Sara Driesenga

Current position
- Title: Assistant Coach
- Team: Central Michigan
- Conference: MAC

Biographical details
- Born: October 12, 1992 (age 33) Hudsonville, Michigan, U.S.

Playing career
- 2012–2016: Michigan
- 2016: Scrap Yard Dawgs
- Position: Pitcher

Coaching career (HC unless noted)
- 2018: Eastern Michigan (volunteer asst.)
- 2019: Central Michigan (asst.)

Accomplishments and honors

Championships
- Women's College World Series runner-up (2015); Big Ten tournament (2015); 4× Big Ten regular season (2012–2016);

Awards
- NFCA first-team Great Lakes All-Region (2016); NFCA second-team Great Lakes All-Region (2012, 2013); 2× first-team All-Big Ten (2012, 2013); Second-team All-Big Ten (2016);

= Sara Driesenga =

American softball player

Sara Lynn Driesenga (born October 12, 1992) is an American softball coach and former pitcher. She is currently an assistant coach at Central Michigan. Playing college softball at Michigan, she compiled a 31-9 record during the 2013 season with 247 strikeouts and a 1.89 ERA. She threw a no-hitter against Hofstra in February 2013 and pitched a complete-game shutout against Arizona State in the 2013 Women's College World Series.

==Early years==
Driesenga was born in 1992 and grew up in Hudsonville, Michigan. She was named Miss Softball in the State of Michigan in 2011. She also won the Gatorade Michigan Softball Player of the Year award three times while in high school.

==College career==
Driesenga enrolled at the University of Michigan in the fall of 2011. As a freshman in the spring of 2012, Driesenga was selected as a first-team All-Big Ten Conference player. She started 42 games for the Wolverines at pitcher or designated hitter. As a pitcher, she compiled a 9-10 record with a 2.53 earned run average (ERA). As a batter, she reached base in 32 consecutive games from March 21 to May 24, 2012. On April 6, 2012, she hit two home runs against Ohio State.
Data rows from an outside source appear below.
//! crates/gophermart_core/src/domain.rs
//!
//! Defines the pure, core data structures for the loyalty system.
//! These structs are independent of any database or serialization format.

use chrono::{DateTime, Utc};
use std::fmt;
use std::str::FromStr;

/// Processing state of an uploaded order, mirrored from the accrual system.
///
/// Transitions only ever move forward: `New -> Processing -> {Invalid | Processed}`.
/// `Invalid` and `Processed` are terminal.
#[derive(Debug, Clone, Copy, PartialEq, Eq, Hash)]
pub enum OrderStatus {
    New,
    Processing,
    Invalid,
    Processed,
}

impl OrderStatus {
    pub fn as_str(&self) -> &'static str {
        match self {
            OrderStatus::New => "NEW",
            OrderStatus::Processing => "PROCESSING",
            OrderStatus::Invalid => "INVALID",
            OrderStatus::Processed => "PROCESSED",
        }
    }

    pub fn is_terminal(&self) -> bool {
        matches!(self, OrderStatus::Invalid | OrderStatus::Processed)
    }

    fn rank(&self) -> u8 {
        match self {
            OrderStatus::New => 0,
            OrderStatus::Processing => 1,
            OrderStatus::Invalid | OrderStatus::Processed => 2,
        }
    }

    /// Whether moving from `self` to `next` is a strictly forward transition.
    ///
    /// Repeating the current status is not an advance, and nothing leaves a
    /// terminal status.
    pub fn can_advance_to(&self, next: OrderStatus) -> bool {
        !self.is_terminal() && next.rank() > self.rank()
    }
}

impl fmt::Display for OrderStatus {
    fn fmt(&self, f: &mut fmt::Formatter<'_>) -> fmt::Result {
        f.write_str(self.as_str())
    }
}

#[derive(Debug, Clone, PartialEq, Eq, thiserror::Error)]
#[error("unknown order status '{0}'")]
pub struct UnknownStatus(pub String);

impl FromStr for OrderStatus {
    type Err = UnknownStatus;

    /// Accepts the accrual system's `REGISTERED` as a synonym for `NEW`.
    fn from_str(s: &str) -> Result<Self, Self::Err> {
        match s {
            "NEW" | "REGISTERED" => Ok(OrderStatus::New),
            "PROCESSING" => Ok(OrderStatus::Processing),
            "INVALID" => Ok(OrderStatus::Invalid),
            "PROCESSED" => Ok(OrderStatus::Processed),
            other => Err(UnknownStatus(other.to_string())),
        }
    }
}

/// An order number uploaded by a user for points accrual.
#[derive(Debug, Clone, PartialEq)]
pub struct Order {
    pub number: String,
    pub login: String,
    pub status: OrderStatus,
    /// Points credited for this order. Zero until the order is `Processed`.
    pub accrual: f64,
    pub uploaded_at: DateTime<Utc>,
    pub last_changed: DateTime<Utc>,
}

/// Result of uploading an order number.
#[derive(Debug, Clone, PartialEq)]
pub enum OrderSubmission {
    /// The number was unknown and now belongs to the uploader.
    Created(Order),
    /// The uploader had already submitted this number.
    AlreadyUploaded(Order),
    /// Another login owns this number.
    OwnedByAnother,
}

/// Points account of a single login.
#[derive(Debug, Clone, PartialEq)]
pub struct Balance {
    pub login: String,
    pub current: f64,
    pub withdrawn: f64,
}

impl Balance {
    pub fn empty(login: impl Into<String>) -> Self {
        Self {
            login: login.into(),
            current: 0.0,
            withdrawn: 0.0,
        }
    }

    pub fn credited(&self, amount: f64) -> Balance {
        Balance {
            login: self.login.clone(),
            current: self.current + amount,
            withdrawn: self.withdrawn,
        }
    }

    /// Returns the balance after debiting `sum`, or `None` when the current
    /// points do not cover it.
    pub fn debited(&self, sum: f64) -> Option<Balance> {
        if sum > self.current {
            return None;
        }
        Some(Balance {
            login: self.login.clone(),
            current: self.current - sum,
            withdrawn: self.withdrawn + sum,
        })
    }
}

/// Append-only record of points spent against an order.
#[derive(Debug, Clone, PartialEq)]
pub struct Withdrawal {
    pub order: String,
    pub login: String,
    pub sum: f64,
    pub processed_at: DateTime<Utc>,
}

// Only used internally for login/signup - contains sensitive data
#[derive(Debug, Clone)]
pub struct UserCredentials {
    pub login: String,
    pub password_hash: String,
}

/// What the accrual system currently reports for one order.
#[derive(Debug, Clone, PartialEq)]
pub struct AccrualReport {
    pub order: String,
    pub status: OrderStatus,
    /// Meaningful only when `status` is `Processed`; zero otherwise.
    pub accrual: f64,
}

/// Effect of applying an [`AccrualReport`] to local state.
#[derive(Debug, Clone, Copy, PartialEq)]
pub enum AccrualOutcome {
    /// The order moved forward to `status`; `credited` points were added to the balance.
    Advanced { status: OrderStatus, credited: f64 },
    /// The report was not a forward transition and nothing was written.
    Unchanged,
}

#[cfg(test)]
mod tests {
    use super::*;

    #[test]
    fn status_only_moves_forward() {
        assert!(OrderStatus::New.can_advance_to(OrderStatus::Processing));
        assert!(OrderStatus::New.can_advance_to(OrderStatus::Processed));
        assert!(OrderStatus::Processing.can_advance_to(OrderStatus::Invalid));
        assert!(!OrderStatus::Processing.can_advance_to(OrderStatus::Processing));
        assert!(!OrderStatus::Processing.can_advance_to(OrderStatus::New));
        assert!(!OrderStatus::Processed.can_advance_to(OrderStatus::Invalid));
        assert!(!OrderStatus::Invalid.can_advance_to(OrderStatus::Processed));
    }

    #[test]
    fn registered_parses_as_new() {
        assert_eq!("REGISTERED".parse::<OrderStatus>(), Ok(OrderStatus::New));
        assert_eq!("PROCESSED".parse::<OrderStatus>(), Ok(OrderStatus::Processed));
        assert!("DONE".parse::<OrderStatus>().is_err());
    }

    #[test]
    fn debit_never_goes_negative() {
        let balance = Balance::empty("alice").credited(100.0);
        let after = balance.debited(40.0).unwrap();
        assert_eq!(after.current, 60.0);
        assert_eq!(after.withdrawn, 40.0);
        assert!(after.debited(60.5).is_none());
    }
}
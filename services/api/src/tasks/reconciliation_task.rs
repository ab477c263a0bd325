//! services/api/src/tasks/reconciliation_task.rs
//!
//! This module contains the background "worker" that keeps local orders and
//! balances in step with the accrual system.
//!
//! Every tick pulls the non-terminal orders and asks the accrual system about
//! each one in turn. Orders are polled strictly one after another to bound the
//! load on the remote side; a failure for one order never stops the others and
//! the order is simply asked about again on the next tick.

use gophermart_core::domain::AccrualOutcome;
use gophermart_core::ports::{AccrualService, DatabaseService, PortError};
use std::sync::Arc;
use std::time::Duration;
use tokio::time::MissedTickBehavior;
use tokio_util::sync::CancellationToken;
use tracing::{debug, error, info, warn};

/// Counters describing what a single tick did.
#[derive(Debug, Default, Clone, Copy, PartialEq, Eq)]
pub struct TickReport {
    /// Orders the accrual system was asked about.
    pub checked: usize,
    /// Orders whose status moved forward.
    pub advanced: usize,
    /// Orders whose accrual was credited to a balance.
    pub credited: usize,
    /// Orders the accrual system does not know yet, or with nothing new.
    pub skipped: usize,
    /// Orders that failed in transport, parsing or storage.
    pub failed: usize,
    /// Set when the accrual system asked us to back off and the tick stopped early.
    pub rate_limited: bool,
}

impl TickReport {
    fn changed_anything(&self) -> bool {
        self.advanced > 0 || self.failed > 0 || self.rate_limited
    }
}

/// Runs one reconciliation pass over all pending orders.
///
/// Cancellation is checked between orders, never in the middle of one.
/// A rate-limit answer ends the pass early instead of moving on to the next
/// order; the remaining orders are picked up by the next tick.
pub async fn reconcile_once(
    db: &dyn DatabaseService,
    accrual: &dyn AccrualService,
    cancellation_token: &CancellationToken,
) -> TickReport {
    let mut report = TickReport::default();

    let orders = match db.get_orders_undone().await {
        Ok(orders) => orders,
        Err(e) => {
            error!("Failed to load pending orders: {}", e);
            return report;
        }
    };

    for order in orders {
        if cancellation_token.is_cancelled() {
            debug!("Reconciliation interrupted between orders.");
            break;
        }
        report.checked += 1;

        let remote = match accrual.fetch_order(&order.number).await {
            Ok(Some(remote)) => remote,
            Ok(None) => {
                debug!(order = %order.number, "Order not registered in accrual system yet.");
                report.skipped += 1;
                continue;
            }
            Err(PortError::RateLimited { retry_after }) => {
                warn!(
                    order = %order.number,
                    ?retry_after,
                    "Accrual system is rate limiting; deferring remaining orders to the next tick."
                );
                report.rate_limited = true;
                break;
            }
            Err(e) => {
                warn!(order = %order.number, "Accrual lookup failed: {}", e);
                report.failed += 1;
                continue;
            }
        };

        match db
            .apply_accrual(&order.number, remote.status, remote.accrual)
            .await
        {
            Ok(AccrualOutcome::Advanced { status, credited }) => {
                info!(
                    order = %order.number,
                    login = %order.login,
                    from = %order.status,
                    to = %status,
                    credited,
                    "Order advanced."
                );
                report.advanced += 1;
                if credited > 0.0 {
                    report.credited += 1;
                }
            }
            Ok(AccrualOutcome::Unchanged) => {
                report.skipped += 1;
            }
            Err(e) => {
                error!(order = %order.number, "Failed to apply accrual: {}", e);
                report.failed += 1;
            }
        }
    }

    report
}

/// The main asynchronous task for reconciliation.
///
/// Ticks every `poll_interval` until `cancellation_token` fires. A pass that is
/// already running finishes its current order before the task returns.
pub async fn reconciliation_process(
    db: Arc<dyn DatabaseService>,
    accrual: Arc<dyn AccrualService>,
    poll_interval: Duration,
    cancellation_token: CancellationToken,
) {
    info!(interval = ?poll_interval, "Reconciliation process started.");

    let mut ticker = tokio::time::interval(poll_interval);
    ticker.set_missed_tick_behavior(MissedTickBehavior::Delay);

    loop {
        tokio::select! {
            biased;
            _ = cancellation_token.cancelled() => {
                info!("Reconciliation process stopped.");
                return;
            }
            _ = ticker.tick() => {}
        }

        let report = reconcile_once(db.as_ref(), accrual.as_ref(), &cancellation_token).await;
        if report.changed_anything() {
            info!(?report, "Reconciliation tick finished.");
        } else {
            debug!(?report, "Reconciliation tick finished.");
        }
    }
}
//! services/api/src/web/state.rs
//!
//! Defines the application's shared state.

use crate::config::Config;
use gophermart_core::ports::DatabaseService;
use gophermart_core::token_cache::TokenCache;
use std::sync::Arc;

//=========================================================================================
// AppState (Shared Across All Requests)
//=========================================================================================

/// The shared application state, created once at startup and passed to all handlers.
#[derive(Clone)]
pub struct AppState {
    pub db: Arc<dyn DatabaseService>,
    pub config: Arc<Config>,
    pub tokens: Arc<TokenCache>,
}

/// Login of the authenticated caller, inserted into request extensions by
/// [`require_auth`](crate::web::middleware::require_auth).
#[derive(Clone, Debug)]
pub struct AuthUser(pub String);
//! crates/gophermart_core/src/token_cache.rs
//!
//! In-process cache of authenticated sessions, keyed by the opaque token handed
//! out at login. Every authenticated request performs one lookup here, so the
//! read path only ever takes the shared side of the lock.

use std::collections::HashMap;
use std::sync::{PoisonError, RwLock, RwLockReadGuard, RwLockWriteGuard};
use std::time::Duration;

use tokio::time::Instant;
use tracing::debug;

/// A live login session.
#[derive(Debug, Clone)]
pub struct Session {
    pub login: String,
    pub token: String,
    pub last_active: Instant,
}

/// Outcome of looking a token up.
#[derive(Debug, Clone, PartialEq, Eq)]
pub enum TokenLookup {
    Valid(String),
    NotFound,
    /// The session exists but outlived the cache lifetime. It stays in the map
    /// until the next sweep.
    Expired,
}

impl TokenLookup {
    pub fn login(self) -> Option<String> {
        match self {
            TokenLookup::Valid(login) => Some(login),
            TokenLookup::NotFound | TokenLookup::Expired => None,
        }
    }
}

/// Token to session map with time-based expiry.
///
/// A session is valid while `now - last_active <= lifetime`. Stale entries are
/// reported as [`TokenLookup::Expired`] on read and physically removed by
/// [`TokenCache::house_keeper`].
#[derive(Debug)]
pub struct TokenCache {
    sessions: RwLock<HashMap<String, Session>>,
    lifetime: Duration,
}

impl TokenCache {
    pub fn new(lifetime: Duration) -> Self {
        Self {
            sessions: RwLock::new(HashMap::new()),
            lifetime,
        }
    }

    pub fn lifetime(&self) -> Duration {
        self.lifetime
    }

    /// Inserts or overwrites the session for `token`, stamping it with the current time.
    pub fn store_token(&self, login: &str, token: &str) {
        let session = Session {
            login: login.to_string(),
            token: token.to_string(),
            last_active: Instant::now(),
        };
        self.write().insert(session.token.clone(), session);
        debug!(login, "Stored session token");
    }

    pub fn get_token_user(&self, token: &str) -> TokenLookup {
        let now = Instant::now();
        let sessions = self.read();
        match sessions.get(token) {
            None => TokenLookup::NotFound,
            Some(session) if self.is_stale(session, now) => {
                debug!(login = %session.login, "Session token expired");
                TokenLookup::Expired
            }
            Some(session) => TokenLookup::Valid(session.login.clone()),
        }
    }

    /// Drops the session for `token`. Returns whether one was present.
    pub fn remove_token(&self, token: &str) -> bool {
        self.write().remove(token).is_some()
    }

    /// Restarts the lifetime of an existing session. Never creates one, so a token
    /// removed by logout or a sweep stays gone. Returns whether the session was present.
    pub fn refresh_token(&self, token: &str) -> bool {
        match self.write().get_mut(token) {
            Some(session) => {
                session.last_active = Instant::now();
                true
            }
            None => false,
        }
    }

    /// Removes every session that is stale at call time and returns how many were removed.
    ///
    /// The scan runs under the shared lock; each removal takes the exclusive lock
    /// on its own and re-checks the entry, so a token re-stored mid-sweep survives.
    pub fn house_keeper(&self) -> usize {
        let now = Instant::now();
        self.collect_stale(now)
            .into_iter()
            .filter(|token| self.remove_if_stale(token, now))
            .count()
    }

    fn collect_stale(&self, now: Instant) -> Vec<String> {
        self.read()
            .values()
            .filter(|session| self.is_stale(session, now))
            .map(|session| session.token.clone())
            .collect()
    }

    fn remove_if_stale(&self, token: &str, now: Instant) -> bool {
        let mut sessions = self.write();
        let still_stale = sessions
            .get(token)
            .is_some_and(|session| self.is_stale(session, now));
        if !still_stale {
            return false;
        }
        match sessions.remove(token) {
            Some(session) => {
                debug!(login = %session.login, "Housekeeper removed expired session");
                true
            }
            None => false,
        }
    }

    pub fn len(&self) -> usize {
        self.read().len()
    }

    pub fn is_empty(&self) -> bool {
        self.read().is_empty()
    }

    fn is_stale(&self, session: &Session, now: Instant) -> bool {
        now.saturating_duration_since(session.last_active) > self.lifetime
    }

    // No code path panics while holding the lock, and every write leaves the map
    // consistent, so a poisoned lock is safe to keep using.
    fn read(&self) -> RwLockReadGuard<'_, HashMap<String, Session>> {
        self.sessions.read().unwrap_or_else(PoisonError::into_inner)
    }

    fn write(&self) -> RwLockWriteGuard<'_, HashMap<String, Session>> {
        self.sessions.write().unwrap_or_else(PoisonError::into_inner)
    }
}
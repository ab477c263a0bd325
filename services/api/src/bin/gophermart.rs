//! services/api/src/bin/gophermart.rs

use gophermart_core::token_cache::TokenCache;
use gophermart_lib::{
    adapters::{DbAdapter, HttpAccrualAdapter},
    config::Config,
    error::ApiError,
    tasks::{housekeeper_process, reconciliation_process},
    web::{self, rest::ApiDoc, state::AppState},
};
use axum::Router;
use sqlx::postgres::PgPoolOptions;
use std::sync::Arc;
use tokio_util::sync::CancellationToken;
use tracing::{error, info};
use tracing_subscriber::{layer::SubscriberExt, util::SubscriberInitExt};
use utoipa::OpenApi;
use utoipa_swagger_ui::SwaggerUi;

#[tokio::main]
async fn main() -> Result<(), ApiError> {
    // --- 1. Load Configuration & Set Up Logging ---
    let config = Arc::new(Config::from_env()?);
    tracing_subscriber::registry()
        .with(tracing_subscriber::EnvFilter::new(config.log_level.to_string()))
        .with(tracing_subscriber::fmt::layer())
        .init();
    info!(bind_address = %config.bind_address, accrual = %config.accrual_address, "Configuration loaded. Starting GopherMart...");

    // --- 2. Connect to Database & Run Migrations ---
    info!("Connecting to database...");
    let db_pool = PgPoolOptions::new()
        .max_connections(config.database_max_connections)
        .connect(&config.database_url)
        .await?;
    let db_adapter = Arc::new(DbAdapter::new(db_pool.clone()));
    info!("Running database migrations...");
    db_adapter.run_migrations().await?;
    info!("Database migrations complete.");

    // --- 3. Initialize Service Adapters ---
    let accrual_adapter = Arc::new(HttpAccrualAdapter::new(
        config.accrual_address.clone(),
        config.accrual_request_timeout,
    )?);
    let tokens = Arc::new(TokenCache::new(config.auth_cache_timeout));

    // --- 4. Start Background Tasks ---
    let shutdown = CancellationToken::new();
    let housekeeper = tokio::spawn(housekeeper_process(
        tokens.clone(),
        config.auth_cache_housekeeper_time,
        shutdown.child_token(),
    ));
    let reconciliation = tokio::spawn(reconciliation_process(
        db_adapter.clone(),
        accrual_adapter,
        config.accrual_frequency,
        shutdown.child_token(),
    ));

    // --- 5. Build the Shared AppState ---
    let app_state = Arc::new(AppState {
        db: db_adapter,
        config: config.clone(),
        tokens,
    });

    // --- 6. Create the Web Router ---
    let app = Router::new()
        .merge(web::router(app_state))
        .merge(SwaggerUi::new("/swagger-ui").url("/api-docs/openapi.json", ApiDoc::openapi()));

    // --- 7. Start the Server ---
    tokio::spawn(shutdown_signal(shutdown.clone()));

    info!("Starting server on {}", config.bind_address);
    let listener = tokio::net::TcpListener::bind(&config.bind_address).await?;
    let server_shutdown = shutdown.clone();
    axum::serve(listener, app)
        .with_graceful_shutdown(async move { server_shutdown.cancelled().await })
        .await?;

    // --- 8. Drain Background Tasks ---
    shutdown.cancel();
    for (name, handle) in [("housekeeper", housekeeper), ("reconciliation", reconciliation)] {
        if let Err(e) = handle.await {
            error!("{} task ended abnormally: {}", name, e);
        }
    }
    db_pool.close().await;
    info!("Shutdown complete.");

    Ok(())
}

/// Cancels `shutdown` on Ctrl-C or SIGTERM.
async fn shutdown_signal(shutdown: CancellationToken) {
    let ctrl_c = async {
        if let Err(e) = tokio::signal::ctrl_c().await {
            error!("Failed to listen for Ctrl-C: {}", e);
            std::future::pending::<()>().await;
        }
    };

    #[cfg(unix)]
    let terminate = async {
        match tokio::signal::unix::signal(tokio::signal::unix::SignalKind::terminate()) {
            Ok(mut signal) => {
                signal.recv().await;
            }
            Err(e) => {
                error!("Failed to listen for SIGTERM: {}", e);
                std::future::pending::<()>().await;
            }
        }
    };

    #[cfg(not(unix))]
    let terminate = std::future::pending::<()>();

    tokio::select! {
        _ = ctrl_c => {},
        _ = terminate => {},
    }

    info!("Shutdown signal received.");
    shutdown.cancel();
}
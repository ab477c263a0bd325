//! services/api/src/tasks/housekeeper_task.rs
//!
//! Periodically sweeps expired sessions out of the token cache.

use gophermart_core::token_cache::TokenCache;
use std::sync::Arc;
use std::time::Duration;
use tokio::time::MissedTickBehavior;
use tokio_util::sync::CancellationToken;
use tracing::{debug, info};

/// Runs `TokenCache::house_keeper` every `sweep_interval` until cancelled.
pub async fn housekeeper_process(
    tokens: Arc<TokenCache>,
    sweep_interval: Duration,
    cancellation_token: CancellationToken,
) {
    info!(interval = ?sweep_interval, "Session housekeeper started.");

    let mut ticker = tokio::time::interval(sweep_interval);
    ticker.set_missed_tick_behavior(MissedTickBehavior::Delay);
    // The first tick completes immediately; nothing can be stale yet.
    ticker.tick().await;

    loop {
        tokio::select! {
            biased;
            _ = cancellation_token.cancelled() => {
                info!("Session housekeeper stopped.");
                return;
            }
            _ = ticker.tick() => {}
        }

        let removed = tokens.house_keeper();
        if removed > 0 {
            info!(removed, remaining = tokens.len(), "Expired sessions swept.");
        } else {
            debug!(remaining = tokens.len(), "No expired sessions.");
        }
    }
}

#[cfg(test)]
mod tests {
    use super::*;
    use gophermart_core::token_cache::TokenLookup;
    use tokio::time::sleep;

    #[tokio::test(start_paused = true)]
    async fn sweeps_on_schedule_and_stops_on_cancel() {
        let tokens = Arc::new(TokenCache::new(Duration::from_secs(300)));
        tokens.store_token("alice", "abc");

        let cancel = CancellationToken::new();
        let handle = tokio::spawn(housekeeper_process(
            tokens.clone(),
            Duration::from_secs(310),
            cancel.clone(),
        ));

        // The paused clock jumps straight to each pending timer.
        sleep(Duration::from_secs(301)).await;
        assert_eq!(tokens.get_token_user("abc"), TokenLookup::Expired);
        assert_eq!(tokens.len(), 1);

        // Crossing the 310s tick lets the housekeeper run.
        sleep(Duration::from_secs(10)).await;
        assert_eq!(tokens.get_token_user("abc"), TokenLookup::NotFound);

        cancel.cancel();
        handle.await.unwrap();
    }
}
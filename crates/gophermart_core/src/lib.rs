pub mod domain;
pub mod luhn;
pub mod ports;
pub mod token_cache;

pub use domain::{
    AccrualOutcome, AccrualReport, Balance, Order, OrderStatus, OrderSubmission, UserCredentials,
    Withdrawal,
};
pub use ports::{AccrualService, DatabaseService, PortError, PortResult};
pub use token_cache::{Session, TokenCache, TokenLookup};
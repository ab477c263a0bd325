//! services/api/src/adapters/accrual.rs
//!
//! This module contains the adapter for the external accrual system.
//! It implements the `AccrualService` port from the `core` crate over plain HTTP.

use async_trait::async_trait;
use gophermart_core::domain::{AccrualReport, OrderStatus};
use gophermart_core::ports::{AccrualService, PortError, PortResult};
use reqwest::{header::RETRY_AFTER, StatusCode};
use serde::Deserialize;
use std::time::Duration;
use tracing::debug;

//=========================================================================================
// The Main Adapter Struct
//=========================================================================================

/// An adapter that implements the `AccrualService` port against `GET {base}/api/orders/{number}`.
#[derive(Clone)]
pub struct HttpAccrualAdapter {
    client: reqwest::Client,
    base_url: String,
}

impl HttpAccrualAdapter {
    /// Creates a new `HttpAccrualAdapter` whose requests give up after `timeout`.
    pub fn new(base_url: impl Into<String>, timeout: Duration) -> Result<Self, reqwest::Error> {
        let client = reqwest::Client::builder().timeout(timeout).build()?;
        Ok(Self {
            client,
            base_url: base_url.into().trim_end_matches('/').to_string(),
        })
    }
}

/// Wire format of a 200 response.
#[derive(Deserialize, Debug)]
struct AccrualResponse {
    #[serde(default)]
    order: String,
    status: String,
    #[serde(default)]
    accrual: Option<f64>,
}

//=========================================================================================
// `AccrualService` Trait Implementation
//=========================================================================================

#[async_trait]
impl AccrualService for HttpAccrualAdapter {
    /// 204 is not treated as an error: it is the accrual system's answer for an
    /// order it has not registered yet, so it maps to `Ok(None)` and the caller
    /// skips the order until the next tick.
    async fn fetch_order(&self, number: &str) -> PortResult<Option<AccrualReport>> {
        let url = format!("{}/api/orders/{}", self.base_url, number);
        debug!(%url, "Querying accrual system");

        let response = self
            .client
            .get(&url)
            .send()
            .await
            .map_err(|e| PortError::Unexpected(format!("accrual request failed: {}", e)))?;

        match response.status() {
            StatusCode::OK => {}
            // Not registered in the accrual system yet.
            StatusCode::NO_CONTENT => return Ok(None),
            StatusCode::TOO_MANY_REQUESTS => {
                let retry_after = response
                    .headers()
                    .get(RETRY_AFTER)
                    .and_then(|v| v.to_str().ok())
                    .and_then(|v| v.trim().parse::<u64>().ok())
                    .map(Duration::from_secs);
                return Err(PortError::RateLimited { retry_after });
            }
            status => {
                let body = response.text().await.unwrap_or_default();
                return Err(PortError::Unexpected(format!(
                    "accrual responded with status {}: {}",
                    status, body
                )));
            }
        }

        let body: AccrualResponse = response
            .json()
            .await
            .map_err(|e| PortError::Malformed(e.to_string()))?;

        if body.order.is_empty() {
            return Ok(None);
        }
        if body.order != number {
            return Err(PortError::Malformed(format!(
                "asked for order {} but got {}",
                number, body.order
            )));
        }

        let status = body
            .status
            .parse::<OrderStatus>()
            .map_err(|e| PortError::Malformed(e.to_string()))?;

        let accrual = match status {
            OrderStatus::Processed => body.accrual.unwrap_or(0.0),
            _ => 0.0,
        };
        if !accrual.is_finite() || accrual < 0.0 {
            return Err(PortError::Malformed(format!(
                "accrual for order {} is not a non-negative number: {}",
                number, accrual
            )));
        }

        Ok(Some(AccrualReport {
            order: body.order,
            status,
            accrual,
        }))
    }
}
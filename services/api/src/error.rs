//! services/api/src/error.rs
//!
//! Defines the primary error type for the GopherMart service.

use crate::config::ConfigError;

/// The primary error type for the `gophermart` service.
#[derive(Debug, thiserror::Error)]
pub enum ApiError {
    /// Represents an error that occurred during configuration loading.
    #[error("Configuration error: {0}")]
    Config(#[from] ConfigError),

    /// Represents an error from the underlying database library.
    #[error("Database Error: {0}")]
    Database(#[from] sqlx::Error),

    /// Represents a failure while applying the embedded schema migrations.
    #[error("Migration Error: {0}")]
    Migration(#[from] sqlx::migrate::MigrateError),

    /// Represents a failure to build the accrual system HTTP client.
    #[error("HTTP client Error: {0}")]
    HttpClient(#[from] reqwest::Error),

    /// Represents a standard Input/Output error (e.g., binding to a network socket).
    #[error("IO error: {0}")]
    Io(#[from] std::io::Error),
}
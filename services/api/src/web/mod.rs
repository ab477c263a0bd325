pub mod auth;
pub mod middleware;
pub mod protocol;
pub mod rest;
pub mod state;

use axum::{
    middleware as axum_middleware,
    routing::{get, post},
    Router,
};
use std::sync::Arc;
use tower_http::{compression::CompressionLayer, trace::TraceLayer};

pub use auth::{login_handler, logout_handler, register_handler};
pub use middleware::require_auth;
pub use rest::{
    balance_handler, list_orders_handler, list_withdrawals_handler, submit_order_handler,
    withdraw_handler,
};
pub use state::{AppState, AuthUser};

/// Builds the `/api/user` router with access logging and gzip compression.
pub fn router(app_state: Arc<AppState>) -> Router {
    // Public routes (no auth required)
    let public_routes = Router::new()
        .route("/api/user/register", post(register_handler))
        .route("/api/user/login", post(login_handler))
        .route("/api/user/logout", post(logout_handler));

    // Protected routes (auth required)
    let protected_routes = Router::new()
        .route(
            "/api/user/orders",
            post(submit_order_handler).get(list_orders_handler),
        )
        .route("/api/user/balance", get(balance_handler))
        .route("/api/user/balance/withdraw", post(withdraw_handler))
        .route("/api/user/withdrawals", get(list_withdrawals_handler))
        .layer(axum_middleware::from_fn_with_state(
            app_state.clone(),
            require_auth,
        ));

    Router::new()
        .merge(public_routes)
        .merge(protected_routes)
        .layer(CompressionLayer::new())
        .layer(TraceLayer::new_for_http())
        .with_state(app_state)
}
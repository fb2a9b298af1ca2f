// Copyright 2021 Contributors to the ASiC Tools project.
// SPDX-License-Identifier: MIT

//! Constants shared across the tool.

pub const PROJECT_NAME: &str = env!("CARGO_PKG_NAME");
pub const PROJECT_DESC: &str = env!("CARGO_PKG_DESCRIPTION");
pub const PROJECT_AUTHOR: &str = env!("CARGO_PKG_AUTHORS");
pub const PROJECT_VERSION: &str = env!("CARGO_PKG_VERSION");

/// Environment variable naming the PKCS#8 PEM signing key, when `--key` is not given.
pub const SIGNING_KEY_ENV: &str = "ASIC_SIGNING_KEY";

/// Environment variable naming the PEM signing certificate, when `--cert` is not given.
pub const SIGNING_CERT_ENV: &str = "ASIC_SIGNING_CERT";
As a sophomore in 2013, Driesenga set a Michigan record with 54 appearances and tied the school record with 41 starts at pitcher. She compiled a 31-9 record with 247 strikeouts and a 1.89 ERA. On March 1, 2013, she struck out a career high 15 batters against Georgia Tech. On February 23, 2013, she threw a no-hitter against Hofstra. On June 1, 2013, she pitched a complete-game shutout against Arizona State in the Women's College World Series.

In 2014, Driesenga appeared in 28 games, 15 as a starter, and compiled a 5-6 record with a 2.34 ERA and 75 strikeouts.

In 2015, through games of May 3, 2015, Driesenga had appeared in 7 games, 4 as a starter, and had compiled a 4-0 record with a 0.78 ERA and 20 strikeouts.

Granted a medical redshirt for 2015, Driesenga returned to Michigan for her final year of eligibility in 2016 as a graduate student after completing her bachelor's degree in psychology in April 2015. Earning second-team All-Big Ten and NFCA first-team Great Lakes All-Region honors, Driesenga went 22–1 on the season with a 2.13 ERA and 95 strikeouts.

==Professional career==
Drafted number 27 overall in the 2016 National Pro Fastpitch draft by the Scrap Yard Dawgs, Driesenga played one season with the a Houston-based team and finished with a 1–4 record and 3.48 ERA.

==Coaching career==
Driesenga completed her MSW at Michigan in spring 2017.

===Eastern Michigan (asst.)===
On December 19, 2017, Driesenga became a volunteer assistant coach with Eastern Michigan University in what turned out to be the softball program's final year of existence, as Eastern Michigan announced in March 2018 that it decided to drop softball for budgetary reasons.

===Central Michigan (asst.)===
On August 9, 2019, Driesenga was named an assistant coach of the Central Michigan softball program.